Rilancio, si parte dallo spazio rurale
Nov 24th, 2009 | By Redazione | Category: Operatori e ImpreseAll’VIII Forum Nazionale dell’Agriturismo, in programma dal 30 novembre al 2 dicembre a Riomaggiore (La Spezia), si parlerà di comunicazione del territorio e di risorse turistiche diffuse, quelle che ci sono e quelle che stanno scomparendo. Tutto nell’ottica di uno sperato rilancio dell’economia turistica italiana.
Il forum è organizzato da Agriturist (Confagricoltura) con la collaborazione del Parco Nazionale delle Cinque Terre e di Confagricoltura Liguria, con il contributo del ministero delle Politiche agricole Alimentari e Forestali, della Regione Liguria, della Camera di Commercio di La Spezia, della Fondazione Cassa di Risparmio di La Spezia, della Banca di Versilia, Lunigiana e Garfagnana.
Il tema di quest’anno - “La comunicazione del territorio per lo sviluppo dell’agriturismo” - intende sottolineare il prezioso ruolo delle aziende agrituristiche nel far conoscere al grande pubblico aspetti ancora poco noti del patrimonio naturale, culturale, paesaggistico ed enogastronomico dell’Italia. Un ruolo che va oltre il gradimento degli ospiti di oggi, in quanto innesca un virtuoso passaparola per conquistare quelli di domani.

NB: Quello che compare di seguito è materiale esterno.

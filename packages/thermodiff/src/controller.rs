// Session controller - the acquisition state machine
//
// Driven by an external periodic trigger. Each tick:
// 1. pulls at most one line from the LineSource (never blocks)
// 2. ends an expired session by sending "stop"
// 3. dispatches the line: handshake tokens change the session, data lines
//    feed the DifferenceEngine while measuring, anything else is dropped
//
// The controller is the only owner of the Session and the live engine, so a
// tick is the only place either is ever mutated.

use crate::config::{validate_duration, AcquisitionConfig};
use crate::engine::DifferenceEngine;
use crate::error::Result;
use crate::protocol::{HostCommand, Message};
use crate::session::{Session, SessionState};
use crate::sink::{DisplaySink, RecordSink};
use crate::source::LineSource;
use crate::types::{ControllerEvent, DiscardReason, EngineResult};
use std::time::Instant;

pub struct SessionController<S, R, D> {
    config: AcquisitionConfig,
    columns: Vec<usize>,
    required_fields: usize,

    session: Session,
    /// Duration announced by the next "ping"
    pending_duration_secs: u64,

    /// Fresh engine cloned at every session start
    template: DifferenceEngine,
    engine: Option<DifferenceEngine>,

    source: S,
    records: R,
    display: D,
}

impl<S, R, D> SessionController<S, R, D>
where
    S: LineSource,
    R: RecordSink,
    D: DisplaySink,
{
    /// Validate the configuration and build an idle controller.
    pub fn new(config: AcquisitionConfig, source: S, records: R, display: D) -> Result<Self> {
        config.validate()?;
        let template = DifferenceEngine::new(&config)?;

        log::info!(
            "Controller ready: {:?} mode, {} taps, {} warm-up samples, {} s sessions",
            config.mode,
            config.coefficients.len(),
            config.warmup_samples,
            config.duration_secs
        );

        Ok(Self {
            columns: config.resolved_columns(),
            required_fields: config.required_fields(),
            session: Session::new(config.duration_secs),
            pending_duration_secs: config.duration_secs,
            template,
            engine: None,
            config,
            source,
            records,
            display,
        })
    }

    pub fn config(&self) -> &AcquisitionConfig {
        &self.config
    }

    pub fn state(&self) -> SessionState {
        self.session.state()
    }

    pub fn session(&self) -> &Session {
        &self.session
    }

    pub fn pending_duration_secs(&self) -> u64 {
        self.pending_duration_secs
    }

    pub fn source(&self) -> &S {
        &self.source
    }

    pub fn source_mut(&mut self) -> &mut S {
        &mut self.source
    }

    pub fn records(&self) -> &R {
        &self.records
    }

    pub fn display(&self) -> &D {
        &self.display
    }

    pub fn display_mut(&mut self) -> &mut D {
        &mut self.display
    }

    /// Change the duration used by sessions started from now on.
    pub fn set_duration(&mut self, duration_secs: u64) -> Result<()> {
        validate_duration(duration_secs)?;
        if duration_secs != self.pending_duration_secs {
            log::info!("Measurement duration set to {} s (next session)", duration_secs);
        }
        self.pending_duration_secs = duration_secs;
        Ok(())
    }

    /// The transport went away: abandon any running session.
    pub fn transport_lost(&mut self) {
        if let Some(id) = self.session.stop() {
            log::warn!("Transport lost, session {} abandoned", id);
        }
        self.engine = None;
    }

    pub fn tick(&mut self) -> Vec<ControllerEvent> {
        self.tick_at(Instant::now())
    }

    /// Run one tick as if the current time were `now`.
    pub fn tick_at(&mut self, now: Instant) -> Vec<ControllerEvent> {
        let mut events = Vec::new();

        let line = self.source.read_line();

        if self.session.is_expired(now) {
            self.send(HostCommand::Stop);
            self.engine = None;
            if let Some(session_id) = self.session.stop() {
                log::info!(
                    "Session {} reached {} s, stop sent",
                    session_id,
                    self.session.duration_secs()
                );
                events.push(ControllerEvent::TimedOut { session_id });
            }
        }

        // A line read before the stop still gets dispatched, under the new state
        if let Some(line) = line {
            if let Some(event) = self.dispatch(&line, now) {
                events.push(event);
            }
        }

        events
    }

    fn dispatch(&mut self, line: &str, now: Instant) -> Option<ControllerEvent> {
        match Message::parse(line) {
            Message::Ping => self.start_session(now),
            Message::Pong => {
                if self.session.is_measuring() {
                    log::trace!("Ignoring pong while measuring");
                    None
                } else {
                    log::info!("Device acknowledged stop");
                    Some(ControllerEvent::StopAcknowledged)
                }
            }
            Message::Data(fields) => {
                if self.session.is_measuring() {
                    Some(self.process_data(&fields, now))
                } else {
                    log::trace!("Ignoring data outside a session: {}", line.trim());
                    None
                }
            }
            Message::Empty => None,
            Message::Malformed => {
                log::debug!("Discarding malformed line: {:?}", line);
                self.session
                    .is_measuring()
                    .then_some(ControllerEvent::Discarded(DiscardReason::Malformed))
            }
        }
    }

    fn start_session(&mut self, now: Instant) -> Option<ControllerEvent> {
        let duration_secs = self.pending_duration_secs;

        if let Err(e) = self
            .source
            .write_line(&HostCommand::Pong { duration_secs }.to_string())
        {
            log::error!("Failed to answer ping, staying idle: {}", e);
            return None;
        }

        if let Some(previous) = self.session.id() {
            log::info!("Ping during session {}, restarting", previous);
        }

        self.engine = Some(self.template.clone());
        self.display.clear();
        let session_id = self.session.start(now, duration_secs);

        log::info!("Session {} started for {} s", session_id, duration_secs);

        Some(ControllerEvent::SessionStarted {
            session_id,
            duration_secs,
        })
    }

    fn process_data(&mut self, fields: &[f64], now: Instant) -> ControllerEvent {
        if fields.len() < self.required_fields {
            log::debug!(
                "Discarding short line: {} field(s), need {}",
                fields.len(),
                self.required_fields
            );
            return ControllerEvent::Discarded(DiscardReason::Short);
        }

        let Some(engine) = self.engine.as_mut() else {
            return ControllerEvent::Discarded(DiscardReason::Malformed);
        };

        let values: Vec<f64> = self.columns.iter().map(|&c| fields[c]).collect();

        match engine.process(&values, now, &mut self.records) {
            EngineResult::Filling(progress) => {
                self.display.show_progress(progress);
                ControllerEvent::Filling(progress)
            }
            EngineResult::Sample(sample) => {
                self.display.show_sample(&sample);
                ControllerEvent::Sample(sample)
            }
        }
    }

    fn send(&mut self, command: HostCommand) {
        if let Err(e) = self.source.write_line(&command.to_string()) {
            log::error!("Failed to send {:?}: {}", command, e);
        }
    }
}
// Serial transport for the acquisition controller
//
// The port is split into two tasks: a reader that forwards complete lines
// into a bounded channel, and a writer that drains outgoing commands. The
// controller sees both through `ChannelLineSource`, whose `read_line` is a
// non-blocking `try_recv`. When the reader task ends (EOF or read error) the
// line channel closes and the source reports the link as lost.

use thermodiff::{AcquisitionError, LineSource};
use tokio::io::{AsyncBufReadExt, AsyncWriteExt, BufReader};
use tokio::sync::mpsc;
use tokio::sync::mpsc::error::TryRecvError;
use tokio_serial::SerialPortBuilderExt;

const LINE_QUEUE: usize = 1024;
const COMMAND_QUEUE: usize = 16;

/// Channel ends of an open serial connection.
pub struct Link {
    port: String,
    lines: mpsc::Receiver<String>,
    commands: mpsc::Sender<String>,
}

impl Link {
    pub fn new(
        port: impl Into<String>,
        lines: mpsc::Receiver<String>,
        commands: mpsc::Sender<String>,
    ) -> Self {
        Self {
            port: port.into(),
            lines,
            commands,
        }
    }
}

/// Open `port` and spawn its reader and writer tasks.
pub fn open(port: &str, baud_rate: u32) -> thermodiff::Result<Link> {
    log::info!("Opening serial port: {} at {} baud", port, baud_rate);

    let stream = tokio_serial::new(port, baud_rate)
        .open_native_async()
        .map_err(|e| AcquisitionError::Transport(format!("Failed to open {}: {}", port, e)))?;

    let (read_half, write_half) = tokio::io::split(stream);
    let (line_tx, line_rx) = mpsc::channel(LINE_QUEUE);
    let (command_tx, command_rx) = mpsc::channel(COMMAND_QUEUE);

    tokio::spawn(read_lines(port.to_string(), read_half, line_tx));
    tokio::spawn(write_commands(port.to_string(), write_half, command_rx));

    log::info!("Serial port {} opened", port);
    Ok(Link::new(port, line_rx, command_tx))
}

async fn read_lines<R>(port: String, reader: R, sender: mpsc::Sender<String>)
where
    R: tokio::io::AsyncRead + Unpin,
{
    let mut reader = BufReader::new(reader);
    let mut buf = Vec::with_capacity(256);

    loop {
        buf.clear();
        match reader.read_until(b'\n', &mut buf).await {
            Ok(0) => {
                log::warn!("Serial port {} closed", port);
                break;
            }
            Ok(_) => {
                // Boot chatter may contain invalid UTF-8; keep what decodes
                let line = String::from_utf8_lossy(&buf).trim().to_string();
                if line.is_empty() {
                    continue;
                }
                log::trace!("<- {}", line);
                if sender.send(line).await.is_err() {
                    log::debug!("Line receiver dropped, stopping reader for {}", port);
                    break;
                }
            }
            Err(e) => {
                log::error!("Serial read error on {}: {}", port, e);
                break;
            }
        }
    }
}

async fn write_commands<W>(port: String, mut writer: W, mut commands: mpsc::Receiver<String>)
where
    W: tokio::io::AsyncWrite + Unpin,
{
    while let Some(command) = commands.recv().await {
        log::debug!("-> {}", command);
        let framed = format!("{}\n", command);
        if let Err(e) = async {
            writer.write_all(framed.as_bytes()).await?;
            writer.flush().await
        }
        .await
        {
            log::error!("Serial write error on {}: {}", port, e);
            break;
        }
    }
}

/// `LineSource` backed by the channels of the current [`Link`], if any.
#[derive(Default)]
pub struct ChannelLineSource {
    link: Option<Link>,
    lost: bool,
}

impl ChannelLineSource {
    pub fn new() -> Self {
        Self::default()
    }

    pub fn attach(&mut self, link: Link) {
        self.link = Some(link);
        self.lost = false;
    }

    pub fn is_connected(&self) -> bool {
        self.link.is_some()
    }

    /// True once after the link dropped.
    pub fn take_lost(&mut self) -> bool {
        std::mem::take(&mut self.lost)
    }
}

impl LineSource for ChannelLineSource {
    fn read_line(&mut self) -> Option<String> {
        let link = self.link.as_mut()?;

        match link.lines.try_recv() {
            Ok(line) => Some(line),
            Err(TryRecvError::Empty) => None,
            Err(TryRecvError::Disconnected) => {
                log::warn!("Lost connection to {}", link.port);
                self.link = None;
                self.lost = true;
                None
            }
        }
    }

    fn write_line(&mut self, line: &str) -> thermodiff::Result<()> {
        let link = self
            .link
            .as_ref()
            .ok_or_else(|| AcquisitionError::Transport("serial port not connected".to_string()))?;

        link.commands
            .try_send(line.to_string())
            .map_err(|e| AcquisitionError::Transport(format!("{}: {}", link.port, e)))
    }
}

“Il rilancio del turismo italiano deve indubbiamente difendere le posizioni di mercato già acquisite dai grandi attrattori culturali, balneari e montani” dichiara la presidente di Agriturist Vittoria Brancaccio “ma soprattutto deve puntare sullo sviluppo di nuovi flussi turistici, diffusi sul territorio. Abbiamo già segnali chiari del successo dell’agriturismo, dell’ecoturismo e del turismo enogastronomico, in ospiti sia italiani che stranieri. È dunque necessario sostenere con forza questi settori dell’offerta turistica, tipici dello spazio rurale, legati prioritariamente alla qualità e all’innovazione del contesto agricolo, per concretizzarne al più presto tutte le enormi potenzialità”.
IL PROGRAMMA E GLI INTERVENTI
Martedì primo dicembre il Forum Agriturist aprirà le porte per un convegno pubblico sul tema “Il patrimonio rurale diffuso, non più minore, nuovo protagonista dell’offerta turistica” al quale interverranno: il geografo Massimo Quaini (“Il paesaggio è morto, evviva il paesaggio!”), l’urbanista Edoardo Salzano (“Prima che la città cancelli la campagna…”), il presidente del Parco Nazionale delle Cinque Terre Franco Bonanini (“Natura e agricoltura alleate per il turismo”), l’architetto Sveva di Martino (“Agri-Cultura: il Museo dell’Olio della Sabina”), il dirigente del ministero delle Politiche agricole, Alimentari e Forestali Nicola De Felice (“Per l’Agriturismo nasce un prezioso Osservatorio”), il rappresentante del Ministro del Turismo Silvano Vinceti (“ll turismo italiano si colora di verde”).
Dopo tali e tanti interventi, le conclusioni saranno tracciate dal presidente della Confagricoltura Federico Vecchioni.